最初にした筈だ。あの鉄パイプの男と戦い、あの十字架を使って男の首を断った時に。

戦いは仕方ない、決して避けては通れない。

何にせよ、アロマさんとはいずれ戦う事になるのだから。

それがただ、今になっただけ……ただ、それだけだ。



ガキン!



ミカに向けて降り下ろされた線香の棒を、私は間に入って十字架で受け止めた。

固い音がしたが、硬度も上がってるんだな。

「ツ、ツバサ!?」

ミカがそれを見て驚く、

「ミカ! これは決まった事なんだよ、いずれにしてもあなたはあの2人と……そして私とも戦わなくちゃいけない。それが今になっただけで、これを避けては前に進めないんだ!」

「前に……進めない……?」

「だから戦おう、私とミカが、前に進む為に」

「は……はいです!」

ミカは力強く頷いた。

「じゃあ悪いけど、ミカはレインと戦って、アロマは私がなんとかするから」

「了解です!」

ミカはレインへと近づいて行った。

「……お待たせしました。戦いましょう、アロマ」

「はい、お互いの避けては通れない道の為に」

アロマさんは間合いをとった。

棒術については理解したから、とりあえずは香りに注意だ。

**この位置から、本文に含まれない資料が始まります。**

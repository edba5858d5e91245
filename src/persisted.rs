use jigsaw_kit_core::{ProgressKeys, ProgressStore, StoreError};
use tracing::warn;

pub const MUSIC_KEY: &str = "MusicPlayer";
pub const SOUND_KEY: &str = "SoundPlayer";

pub const PUZZLE_NAME_PREFIX: &str = "Puzzle_";

/// Audio toggles shared by every puzzle. Missing keys mean enabled.
#[derive(Clone, Copy, Debug, PartialEq, Eq)]
pub struct AudioSettings {
    pub music: bool,
    pub sound: bool,
}

impl Default for AudioSettings {
    fn default() -> Self {
        Self {
            music: true,
            sound: true,
        }
    }
}

impl AudioSettings {
    pub fn load<S>(store: &S) -> Self
    where
        S: ProgressStore + ?Sized,
    {
        Self {
            music: load_flag(store, MUSIC_KEY),
            sound: load_flag(store, SOUND_KEY),
        }
    }

    pub fn save_music<S>(store: &mut S, enabled: bool) -> Result<(), StoreError>
    where
        S: ProgressStore + ?Sized,
    {
        store.set_int(MUSIC_KEY, i32::from(enabled))
    }

    pub fn save_sound<S>(store: &mut S, enabled: bool) -> Result<(), StoreError>
    where
        S: ProgressStore + ?Sized,
    {
        store.set_int(SOUND_KEY, i32::from(enabled))
    }
}

fn load_flag<S>(store: &S, key: &str) -> bool
where
    S: ProgressStore + ?Sized,
{
    match store.try_int(key) {
        Ok(Some(value)) => value > 0,
        Ok(None) => true,
        Err(err) => {
            warn!(key, error = %err, "audio flag unreadable");
            true
        }
    }
}

#[derive(Clone, Debug, PartialEq, Eq)]
pub struct SavedPuzzle {
    pub name: String,
    pub image: String,
    pub cols: u32,
    pub rows: u32,
}

pub fn puzzle_name(image: &str, cols: u32, rows: u32) -> String {
    format!("{PUZZLE_NAME_PREFIX}{image}_{cols}x{rows}")
}

/// Split `Puzzle_<image>_<cols>x<rows>`. The image may itself contain underscores.
pub fn parse_puzzle_name(name: &str) -> Option<(String, u32, u32)> {
    let rest = name.strip_prefix(PUZZLE_NAME_PREFIX)?;
    let (image, dims) = rest.rsplit_once('_')?;
    let (cols, rows) = dims.split_once('x')?;
    if image.is_empty() {
        return None;
    }
    Some((image.to_string(), cols.parse().ok()?, rows.parse().ok()?))
}

/// Record grid dimensions next to a saved puzzle so it can be listed later.
/// The progress record written by `PuzzleSession::save` is the marker itself.
pub fn mark_saved<S>(store: &mut S, image: &str, cols: u32, rows: u32) -> Result<String, StoreError>
where
    S: ProgressStore + ?Sized,
{
    let name = puzzle_name(image, cols, rows);
    let keys = ProgressKeys::new(name.clone());
    store.set_int(&keys.cols(), cols as i32)?;
    store.set_int(&keys.rows(), rows as i32)?;
    Ok(name)
}

/// Saved puzzles for the given images (all images when empty), up to `max`.
pub fn list_saved<S>(store: &S, images: &[&str], max: usize) -> Vec<SavedPuzzle>
where
    S: ProgressStore + ?Sized,
{
    let mut names: Vec<String> = store
        .keys()
        .into_iter()
        .filter(|key| key.starts_with(PUZZLE_NAME_PREFIX))
        .collect();
    names.sort();

    let mut saved = Vec::new();
    for name in names {
        if saved.len() >= max {
            break;
        }
        let Some((image, cols, rows)) = parse_puzzle_name(&name) else {
            continue;
        };
        if !images.is_empty() && !images.contains(&image.as_str()) {
            continue;
        }
        let keys = ProgressKeys::new(name.clone());
        let stored_cols = store.get_int(&keys.cols(), -1);
        let stored_rows = store.get_int(&keys.rows(), -1);
        if stored_cols != cols as i32 || stored_rows != rows as i32 {
            continue;
        }
        saved.push(SavedPuzzle {
            name,
            image,
            cols,
            rows,
        });
    }
    saved
}

pub fn cleanup<S>(store: &mut S, name: &str) -> Result<(), StoreError>
where
    S: ProgressStore + ?Sized,
{
    let keys = ProgressKeys::new(name);
    for key in [keys.placed(), keys.positions(), keys.cols(), keys.rows()] {
        store.delete(&key)?;
    }
    Ok(())
}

どうやってかは分からないのだが、それを除けばアロマさん……いや、アロマは私と同じ近距離タイプだ。



ガキン!

再びの交差。

しかしそれで終りではなく、一度の離しての二撃目、



ガキン!

続けて三撃目、



ガキン!

四撃目



ガキン!

連続攻撃を十字架で守る。だがそれだけではない。

守る度、十字架に触れる度に、重力を棒へとかけた。ただ純粋に下へと。

「くっ……?」

その棒はもはや、持ち上げるのが精一杯な程重いようだ。

「私は……負けませんよ……」

だが、それで戦う気力は無くならないようだ。

「……私もですよ」

「……仕方ありません。あまり使いたくはないのですが、本気でいかなくては、負けてしまうようなので……これからは本気でいきますよ」

そう言ってアロマは、ある物を取り出した。

それの見た目は、拳銃。

しかし次のアロマの行動がそれは違う事を示した。

銃口を棒の先端に向け、引き金を引いた。


ボッ

それは、拳銃型のライターだった。

銃口の先から出た火は近づけた、線香の先端に火を付け――――――

そうか、大きさが変われどあれは線香。火を付ければ香りが出る。

現に今あの棒の先端は火が付いて白い煙が昇っている。あの周りには線香の香りがあるのだろう。

アロマはライターをしまった。

「さぁ、続けましょうか」

恐らく彼女は更に攻撃してくるだろう。

何故なら線香が燃えている。

自らの武器が煙を上げて短くなっているからだ。